Housing contractor Mears feels ripple effect of Grenfell Tower fire
Company, which had no involvement with Grenfell, warns of domino effect caused by delays to work orders.
UK housing and social care contractor Mears saw its shares plunge on Tuesday (15 August) after it warned revenues and profits will be hit as a result of the Grenfell Tower fire in London.
While the company had no involvement with the Grenfell tragedy in June, it said the ripple effect would result in delays to plans for work orders.
The timing of planned workloads is likely to be off as social housing clients' attentions were being diverted towards making sure their housing portfolios were safe and fully compliant, Mears noted in a statement.
This would cut the revenue it had expected to make this year from housing by £30m to £800m. Additionally, the company's half-year profits were flat at £12.7m.
Following the statement, Mears shares fell by nearly 11%, before mounting a marginal recovery. At 12:45pm BST, the company's shares were 5.96% or 28.48p lower at 449.45p.

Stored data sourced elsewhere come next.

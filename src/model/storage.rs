//! Storage adapter for record collections
//!
//! Backends only move raw strings under a key; the provided `load`/`save`
//! methods handle (de)serialization of a whole collection.

use super::record::Record;
use crate::error::{StorageError, TableError};
use std::fs;
use std::io;
use std::path::PathBuf;
use tracing::warn;

/// Prefix for every table's storage key
pub const KEY_PREFIX: &str = "animalTable_";

/// Storage key for a table identifier
pub fn storage_key(table_id: &str) -> String {
    format!("{}{}", KEY_PREFIX, table_id)
}

/// Key/value backend holding serialized collections
pub trait Storage {
    /// Raw value under `key`, `None` when nothing was stored
    fn read(&self, key: &str) -> Result<Option<String>, StorageError>;

    fn write(&self, key: &str, contents: &str) -> Result<(), StorageError>;

    /// Load a collection. Missing or unreadable data yields `None`.
    fn load(&self, key: &str) -> Option<Vec<Record>> {
        let parsed = self.read(key).and_then(|raw| match raw {
            Some(raw) => Ok(Some(serde_json::from_str::<Vec<Record>>(&raw)?)),
            None => Ok(None),
        });

        match parsed {
            Ok(records) => records,
            Err(source) => {
                let err = TableError::StorageRead {
                    key: key.to_string(),
                    source,
                };
                warn!("Ignoring persisted data: {}", err);
                None
            }
        }
    }

    fn save(&self, key: &str, records: &[Record]) -> Result<(), StorageError> {
        let contents = serde_json::to_string_pretty(records)?;
        self.write(key, &contents)
    }
}

/// One JSON file per key inside a data directory
pub struct JsonFileStorage {
    dir: PathBuf,
}

impl JsonFileStorage {
    pub fn new(dir: impl Into<PathBuf>) -> Self {
        Self { dir: dir.into() }
    }

    fn path_for(&self, key: &str) -> PathBuf {
        self.dir.join(format!("{}.json", key))
    }
}

impl Storage for JsonFileStorage {
    fn read(&self, key: &str) -> Result<Option<String>, StorageError> {
        match fs::read_to_string(self.path_for(key)) {
            Ok(contents) => Ok(Some(contents)),
            Err(e) if e.kind() == io::ErrorKind::NotFound => Ok(None),
            Err(e) => Err(e.into()),
        }
    }

    fn write(&self, key: &str, contents: &str) -> Result<(), StorageError> {
        fs::create_dir_all(&self.dir)?;
        fs::write(self.path_for(key), contents)?;
        Ok(())
    }
}

/// In-memory backend for tests
#[cfg(test)]
#[derive(Default)]
pub struct MemoryStorage {
    values: std::cell::RefCell<std::collections::HashMap<String, String>>,
}

#[cfg(test)]
impl MemoryStorage {
    pub fn new() -> Self {
        Self::default()
    }

    /// Store a raw value, bypassing serialization
    pub fn insert_raw(&self, key: &str, contents: &str) {
        self.values
            .borrow_mut()
            .insert(key.to_string(), contents.to_string());
    }
}

#[cfg(test)]
impl Storage for MemoryStorage {
    fn read(&self, key: &str) -> Result<Option<String>, StorageError> {
        Ok(self.values.borrow().get(key).cloned())
    }

    fn write(&self, key: &str, contents: &str) -> Result<(), StorageError> {
        self.insert_raw(key, contents);
        Ok(())
    }
}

David Miles, chief executive of Mears, said: "Whilst the likely revenue shortfall for the full-year is frustrating, it is entirely understandable in the circumstances and the group will be working closely with its partners and clients at this time to address their immediate priorities."
However, Miles reiterated that Mears' order book remained strong and expressed confidence in its future prospects.